The message publisher solves these issues by

  • assigning each read entry a unique ID
  • maintaining a second message queue which is consumed by the publisher whenever the client queue is accessed. After each message consumption, the publisher makes sure that the consumed entry left the queue.
  • asserting that messages are read in order according to their unique ID (thus noticing missing messages)
  • persistently storing state, such that in case of a system crash the previous queue state can be restored
  • Reformatting log events: Currently the log message can be modified to the syslogng format or the classAd format or simply made as a sequence of characters (with or without separators). The abstraction on the formatting api provides easy scope to plugin other formats. Thus the log events can be converted to messages of required format and then forwarded.

Forwarding could mean simply to write into another text file(locally/remotely) or send messages via a syslogng or to a messaging queue system. In this documentation we are to discuss about the interactions with a messaging system.

In figure 2 the various components of the Event Log Publisher and integration with Qpid as a client publisher is given.

condorQpidInt.jpg Figure 2

Figure 3 provides the flow chart explanation of the operational logic.

condorQpidFlow.jpg Figure 3

Figure 3 in words:

  1. Init the user/event log file
  2. Read event
  3. Format event data and create unique ID
  4. If message queue is empty, try to restore from persistent state, otherwise consume an entry from backup queue (the queue which is read by publisher itself to assure consistency)
  5. compare message ID against previous message to assert order
  6. update persistence file with new ID and send message to both queues
  7. Continue with reading the next event from the user/event log file
  8. ...

SOURCE CODE:

  • Qpid Client Publisher: topic_publisher.cpp

Qpid Messaging System:

Apache's Qpid Messaging System plays the middle man role. Given below is some notes about Qpid.

Enterprise Messaging systems let programs communicate by exchanging messages, much as people communicate by exchanging email. Unlike email, enterprise messaging systems provide guaranteed delivery, speed, security, and freedom from spam. Until recently, there was no open standard for Enterprise Messaging systems, so programmers either wrote their own, or used expensive proprietary systems.

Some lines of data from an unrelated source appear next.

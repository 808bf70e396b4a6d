//! Opcode abstractions, decoding and disassembly.
use std::{convert::TryFrom, fmt};

use crate::{definitions::memory, MemoryError, OpcodeError};

/// the base mask used for generating all the other sub masks
pub(crate) const OPCODE_MASK_FFFF: u16 = u16::MAX;

/// the mask for the first twelve bits
pub(crate) const OPCODE_MASK_FFF0: u16 = OPCODE_MASK_FFFF << 4;

/// the mask for the first eight bits
pub(crate) const OPCODE_MASK_FF00: u16 = OPCODE_MASK_FFFF << 8;

/// the mask for the first four bits
pub(crate) const OPCODE_MASK_F000: u16 = OPCODE_MASK_FFFF << 12;

/// the mask for the last four bits
pub(crate) const OPCODE_MASK_000F: u16 = OPCODE_MASK_FFFF ^ OPCODE_MASK_FFF0;

/// the mask for the last eight bits
pub(crate) const OPCODE_MASK_00FF: u16 = OPCODE_MASK_FFFF ^ OPCODE_MASK_FF00;

/// the mask for the last twelve bits
pub(crate) const OPCODE_MASK_0FFF: u16 = OPCODE_MASK_FFFF ^ OPCODE_MASK_F000;

/// the size of a single nibble
const NIBBLE_SIZE: u16 = 0x4;

/// a wrapper type for u16 to make it clear what is meant to be used
pub type Opcode = u16;

/// will build an opcode from data and the given point
/// # Arguments
///
/// - `data` - A slice of u8 data entries used to generate the opcodes
/// - `pointer` - Where in the data the opcode shall be extracted, so `pointer` and `pointer + 1` make
/// the opcode up
///
/// # Example
/// ```rust
/// # use chip::opcode::*;
/// # use chip::MemoryError;
///  const OPCODES: [Opcode; 2] = [0x00EE, 0x1EDA];
///  const SPLIT_OPCODE: [u8; 4] = [0x00, 0xEE, 0x1E, 0xDA];
///  for (i, val) in OPCODES.iter().enumerate() {
///      let opcode = build_opcode(&SPLIT_OPCODE, i * 2).expect("This will work.");
///      assert_eq!(opcode, *val);
///  }
/// # let address = 3;
/// # assert_eq!(
/// #    Err(MemoryError::OutOfRange { address, len: 2 }),
/// #    build_opcode(&SPLIT_OPCODE, address)
/// # );
/// ```
pub fn build_opcode(data: &[u8], pointer: usize) -> Result<Opcode, MemoryError> {
    // controlling that there is no illegal access here
    match pointer.checked_add(1) {
        Some(next) if next < data.len() => Ok(Opcode::from_be_bytes([data[pointer], data[next]])),
        _ => Err(MemoryError::OutOfRange {
            address: pointer,
            len: memory::opcodes::SIZE,
        }),
    }
}

/// These are special traits used to filter out information
/// from opcodes
pub trait OpcodeTrait {
    /// the opcode family, the highest nibble
    fn t(&self) -> u8;

    /// this is an opcode extractor for the opcode type `TNNN`
    /// - `NNN` is an address
    ///
    /// ```rust
    /// # use chip::opcode::*;
    /// const BASE_OPCODE: Opcode = 0x1EDA;
    /// assert_eq!(BASE_OPCODE.nnn(), 0xEDA);
    /// ```
    fn nnn(&self) -> u16;

    /// this is an opcode extractor for the opcode type `TXNN`
    /// - `X` is a register index
    /// - `NN` is a constant
    ///
    /// ```rust
    /// # use chip::opcode::*;
    /// const BASE_OPCODE: Opcode = 0x1EDA;
    /// assert_eq!(BASE_OPCODE.xnn(), (0xE, 0xDA));
    /// ```
    fn xnn(&self) -> (usize, u8);

    /// this is an opcode extractor for the opcode type `TXYN`
    /// - `X` and `Y` are register indices
    /// - `N` is a constant or the opcode subtype
    ///
    /// ```rust
    /// # use chip::opcode::*;
    /// const BASE_OPCODE: Opcode = 0x1EDA;
    /// assert_eq!(BASE_OPCODE.xyn(), (0xE, 0xD, 0xA));
    /// ```
    fn xyn(&self) -> (usize, usize, u8);

    /// this is an opcode extractor for the opcode type `TXYT`
    fn xy(&self) -> (usize, usize);

    /// this is an opcode extractor for the opcode type `TXTT`
    fn x(&self) -> usize;
}

impl OpcodeTrait for Opcode {
    fn t(&self) -> u8 {
        ((self & OPCODE_MASK_F000) >> (3 * NIBBLE_SIZE)) as u8
    }

    fn nnn(&self) -> u16 {
        self & OPCODE_MASK_0FFF
    }

    fn xnn(&self) -> (usize, u8) {
        (self.x(), (self & OPCODE_MASK_00FF) as u8)
    }

    fn xyn(&self) -> (usize, usize, u8) {
        let (x, y) = self.xy();
        (x, y, (self & OPCODE_MASK_000F) as u8)
    }

    fn xy(&self) -> (usize, usize) {
        const MASK: u16 = OPCODE_MASK_00FF ^ OPCODE_MASK_000F;
        let y = ((self & MASK) >> NIBBLE_SIZE) as usize;
        (self.x(), y)
    }

    fn x(&self) -> usize {
        ((self & OPCODE_MASK_0FFF & OPCODE_MASK_FF00) >> (2 * NIBBLE_SIZE)) as usize
    }
}

/// A decoded instruction, with its operands.
///
/// Decoding happens once per fetched word, the interpreter then dispatches
/// over this value only.
#[derive(Debug, Clone, Copy, PartialEq, Eq)]
pub enum Instruction {
    /// `0NNN` - Calls machine code routine at `NNN`. Ignored by this interpreter.
    Sys { nnn: u16 },
    /// `00E0` - Clears the screen.
    Clear,
    /// `00EE` - Returns from a subroutine.
    Return,
    /// `1NNN` - Jumps to address `NNN`.
    Jump { nnn: u16 },
    /// `2NNN` - Calls subroutine at `NNN`.
    Call { nnn: u16 },
    /// `3XNN` - Skips the next instruction if `VX` equals `NN`.
    SkipEqualConst { x: usize, nn: u8 },
    /// `4XNN` - Skips the next instruction if `VX` doesn't equal `NN`.
    SkipNotEqualConst { x: usize, nn: u8 },
    /// `5XY0` - Skips the next instruction if `VX` equals `VY`.
    SkipEqual { x: usize, y: usize },
    /// `6XNN` - Sets `VX` to `NN`.
    SetConst { x: usize, nn: u8 },
    /// `7XNN` - Adds `NN` to `VX`. (Carry flag is not changed)
    AddConst { x: usize, nn: u8 },
    /// `8XY0` - Sets `VX` to the value of `VY`.
    Assign { x: usize, y: usize },
    /// `8XY1` - Sets `VX` to `VX | VY`.
    Or { x: usize, y: usize },
    /// `8XY2` - Sets `VX` to `VX & VY`.
    And { x: usize, y: usize },
    /// `8XY3` - Sets `VX` to `VX ^ VY`.
    Xor { x: usize, y: usize },
    /// `8XY4` - Adds `VY` to `VX`, `VF` is the carry.
    Add { x: usize, y: usize },
    /// `8XY5` - Sets `VX` to `VX - VY`, `VF` is the "no borrow" flag.
    Sub { x: usize, y: usize },
    /// `8XY6` - Shifts `VX` right by one, `VF` is the shifted out bit.
    ShiftRight { x: usize, y: usize },
    /// `8XY7` - Sets `VX` to `VY - VX`, `VF` is the "no borrow" flag.
    SubReverse { x: usize, y: usize },
    /// `8XYE` - Shifts `VX` left by one, `VF` is the masked most significant bit.
    ShiftLeft { x: usize, y: usize },
    /// `9XY0` - Skips the next instruction if `VX` doesn't equal `VY`.
    SkipNotEqual { x: usize, y: usize },
    /// `ANNN` - Sets `I` to the address `NNN`.
    SetIndex { nnn: u16 },
    /// `BNNN` - Jumps to the address `NNN` plus `V0`.
    JumpOffset { nnn: u16 },
    /// `CXNN` - Sets `VX` to a random byte and `NN`.
    Random { x: usize, nn: u8 },
    /// `DXYN` - Draws the `N` byte sprite at `I` to `(VX, VY)`, `VF` is the collision.
    Draw { x: usize, y: usize, n: u8 },
    /// `EX9E` - Skips the next instruction if the key in `VX` is pressed.
    SkipKeyPressed { x: usize },
    /// `EXA1` - Skips the next instruction if the key in `VX` isn't pressed.
    SkipKeyNotPressed { x: usize },
    /// `FX07` - Sets `VX` to the value of the delay timer.
    GetDelayTimer { x: usize },
    /// `FX0A` - A key press is awaited, and then stored in `VX`.
    AwaitKeyPress { x: usize },
    /// `FX15` - Sets the delay timer to `VX`.
    SetDelayTimer { x: usize },
    /// `FX18` - Sets the sound timer to `VX`.
    SetSoundTimer { x: usize },
    /// `FX1E` - Adds `VX` to `I`. `VF` is not affected.
    AddToIndex { x: usize },
    /// `FX29` - Sets `I` to the glyph of the hex digit in `VX`.
    SetIndexToGlyph { x: usize },
    /// `FX33` - Stores the binary-coded decimal representation of `VX` at `I..I+3`.
    StoreBcd { x: usize },
    /// `FX55` - Stores `V0` to `VX` (including `VX`) in memory starting at `I`.
    StoreRegisters { x: usize },
    /// `FX65` - Fills `V0` to `VX` (including `VX`) from memory starting at `I`.
    LoadRegisters { x: usize },
}

impl Instruction {
    /// Decodes the given opcode.
    ///
    /// ```rust
    /// # use chip::{opcode::Instruction, OpcodeError};
    /// assert_eq!(Ok(Instruction::Draw { x: 1, y: 2, n: 5 }), Instruction::decode(0xD125));
    /// assert_eq!(Err(OpcodeError::UnknownOpcode(0x5001)), Instruction::decode(0x5001));
    /// ```
    pub fn decode(opcode: Opcode) -> Result<Self, OpcodeError> {
        use Instruction::*;

        let unknown = Err(OpcodeError::UnknownOpcode(opcode));
        let nnn = opcode.nnn();
        let (x, nn) = opcode.xnn();
        let (_, y, n) = opcode.xyn();

        let instruction = match opcode.t() {
            0x0 => match opcode {
                0x00E0 => Clear,
                0x00EE => Return,
                _ => Sys { nnn },
            },
            0x1 => Jump { nnn },
            0x2 => Call { nnn },
            0x3 => SkipEqualConst { x, nn },
            0x4 => SkipNotEqualConst { x, nn },
            0x5 if n == 0 => SkipEqual { x, y },
            0x6 => SetConst { x, nn },
            0x7 => AddConst { x, nn },
            0x8 => match n {
                0x0 => Assign { x, y },
                0x1 => Or { x, y },
                0x2 => And { x, y },
                0x3 => Xor { x, y },
                0x4 => Add { x, y },
                0x5 => Sub { x, y },
                0x6 => ShiftRight { x, y },
                0x7 => SubReverse { x, y },
                0xE => ShiftLeft { x, y },
                _ => return unknown,
            },
            0x9 if n == 0 => SkipNotEqual { x, y },
            0xA => SetIndex { nnn },
            0xB => JumpOffset { nnn },
            0xC => Random { x, nn },
            0xD => Draw { x, y, n },
            0xE => match nn {
                0x9E => SkipKeyPressed { x },
                0xA1 => SkipKeyNotPressed { x },
                _ => return unknown,
            },
            0xF => match nn {
                0x07 => GetDelayTimer { x },
                0x0A => AwaitKeyPress { x },
                0x15 => SetDelayTimer { x },
                0x18 => SetSoundTimer { x },
                0x1E => AddToIndex { x },
                0x29 => SetIndexToGlyph { x },
                0x33 => StoreBcd { x },
                0x55 => StoreRegisters { x },
                0x65 => LoadRegisters { x },
                _ => return unknown,
            },
            _ => return unknown,
        };
        Ok(instruction)
    }
}

impl TryFrom<Opcode> for Instruction {
    type Error = OpcodeError;

    fn try_from(value: Opcode) -> Result<Self, Self::Error> {
        Instruction::decode(value)
    }
}

impl fmt::Display for Instruction {
    fn fmt(&self, f: &mut fmt::Formatter<'_>) -> fmt::Result {
        use Instruction::*;

        match *self {
            Sys { nnn } => write!(f, "SYS {:#05X}", nnn),
            Clear => write!(f, "CLS"),
            Return => write!(f, "RET"),
            Jump { nnn } => write!(f, "JP {:#05X}", nnn),
            Call { nnn } => write!(f, "CALL {:#05X}", nnn),
            SkipEqualConst { x, nn } => write!(f, "SE V{:X}, {:#04X}", x, nn),
            SkipNotEqualConst { x, nn } => write!(f, "SNE V{:X}, {:#04X}", x, nn),
            SkipEqual { x, y } => write!(f, "SE V{:X}, V{:X}", x, y),
            SetConst { x, nn } => write!(f, "LD V{:X}, {:#04X}", x, nn),
            AddConst { x, nn } => write!(f, "ADD V{:X}, {:#04X}", x, nn),
            Assign { x, y } => write!(f, "LD V{:X}, V{:X}", x, y),
            Or { x, y } => write!(f, "OR V{:X}, V{:X}", x, y),
            And { x, y } => write!(f, "AND V{:X}, V{:X}", x, y),
            Xor { x, y } => write!(f, "XOR V{:X}, V{:X}", x, y),
            Add { x, y } => write!(f, "ADD V{:X}, V{:X}", x, y),
            Sub { x, y } => write!(f, "SUB V{:X}, V{:X}", x, y),
            ShiftRight { x, y } => write!(f, "SHR V{:X}, V{:X}", x, y),
            SubReverse { x, y } => write!(f, "SUBN V{:X}, V{:X}", x, y),
            ShiftLeft { x, y } => write!(f, "SHL V{:X}, V{:X}", x, y),
            SkipNotEqual { x, y } => write!(f, "SNE V{:X}, V{:X}", x, y),
            SetIndex { nnn } => write!(f, "LD I, {:#05X}", nnn),
            JumpOffset { nnn } => write!(f, "JP V0, {:#05X}", nnn),
            Random { x, nn } => write!(f, "RND V{:X}, {:#04X}", x, nn),
            Draw { x, y, n } => write!(f, "DRW V{:X}, V{:X}, {}", x, y, n),
            SkipKeyPressed { x } => write!(f, "SKP V{:X}", x),
            SkipKeyNotPressed { x } => write!(f, "SKNP V{:X}", x),
            GetDelayTimer { x } => write!(f, "LD V{:X}, DT", x),
            AwaitKeyPress { x } => write!(f, "LD V{:X}, K", x),
            SetDelayTimer { x } => write!(f, "LD DT, V{:X}", x),
            SetSoundTimer { x } => write!(f, "LD ST, V{:X}", x),
            AddToIndex { x } => write!(f, "ADD I, V{:X}", x),
            SetIndexToGlyph { x } => write!(f, "LD F, V{:X}", x),
            StoreBcd { x } => write!(f, "LD B, V{:X}", x),
            StoreRegisters { x } => write!(f, "LD [I], V{:X}", x),
            LoadRegisters { x } => write!(f, "LD V{:X}, [I]", x),
        }
    }
}

/// Will produce a listing of the given program, one line per word.
///
/// `origin` is the address the first byte will be loaded to. Words that do
/// not decode are listed as data.
///
/// ```rust
/// # use chip::opcode::disassemble;
/// let listing = disassemble(&[0x60, 0x05, 0x50, 0x01], 0x200);
/// assert_eq!(listing, vec![
///     "0x0200: 0x6005  LD V0, 0x05".to_string(),
///     "0x0202: 0x5001  DW 0x5001".to_string(),
/// ]);
/// ```
pub fn disassemble(data: &[u8], origin: usize) -> Vec<String> {
    data.chunks(memory::opcodes::SIZE)
        .enumerate()
        .map(|(i, chunk)| {
            let address = origin + i * memory::opcodes::SIZE;
            match *chunk {
                [high, low] => {
                    let opcode = Opcode::from_be_bytes([high, low]);
                    match Instruction::decode(opcode) {
                        Ok(instruction) => {
                            format!("{:#06X}: {:#06X}  {}", address, opcode, instruction)
                        }
                        Err(_) => format!("{:#06X}: {:#06X}  DW {:#06X}", address, opcode, opcode),
                    }
                }
                _ => format!("{:#06X}: {:#04X}    DB {:#04X}", address, chunk[0], chunk[0]),
            }
        })
        .collect()
}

AMQP Advanced Message Queuing Protocol is the first open standard for Enterprise Messaging. It is designed to support messaging for just about any distributed or business application. Routing can be configured flexibly, easily supporting common messaging paradigms like point-to-point, fanout, publish-subscribe, and request-response.

Apache Qpid implements the latest AMQP specification, providing transaction management, queuing, distribution, security, management, clustering, federation and heterogeneous multi-platform support and a lot more. And Apache Qpid is extremely fast.

More information about Qpid and its implentation,configuration, and setup details can be found at [http://qpid.apache.org/]

The Qpid broker is configured to use the publisher-subscriber routing model and store messages persistently. Also the queues in the broker and their corresponding routing keys are used to initialize queues in the Qpid broker.

SOURCE CODE:

  • Qpid queue declaration and binding with exchanges: declareQueues.cpp

Qpid Message Listener:

This qpid client is used for requesting messages from the broker queues. Multiple message listeners can run concurrently each tied to a different or same queue to read messages. In our implementation we have a listener that can either write the listened log messages to a file(local/remote) after formatting or send in emails or send instance messages.

SOURCE CODE:

  • Qpid Client Listener that sends skype IM: topic_listener.cpp
  • Skype IM script: messageAll.py

Figure 4 details the integration of the above explained 3 components:

condorQpidInt2.jpg Figure 4

HTCondor ADD-ON:

The integration of the event log forwarder with the messaging system is added into the HTCondor source code as a daemon ,HTCondor job implementation. condor_qpid daemon:

The qpid broker is run as a HTCondor daemon – condor_qpid that is controlled by the condor_master. It performs the following functions:

  1. Declare queues and bind them to the exchange
  2. run the qpid broker on a free available port that is dynamically chosen
  3. publish a class Ad containing meta details about the qpid broker such as port #, host name, queue name, routing key

HTCondor jobs:

The qpid clients that send messages to the broker queues as well and listen/retrieve messages run as HTCondor jobs that poll for the condor_qpid daemon published classAd for meta details needed to connect to the broker queues.

Figure 5 explains the control flow between the HTCondor qpid broker daemon and client HTCondor jobs.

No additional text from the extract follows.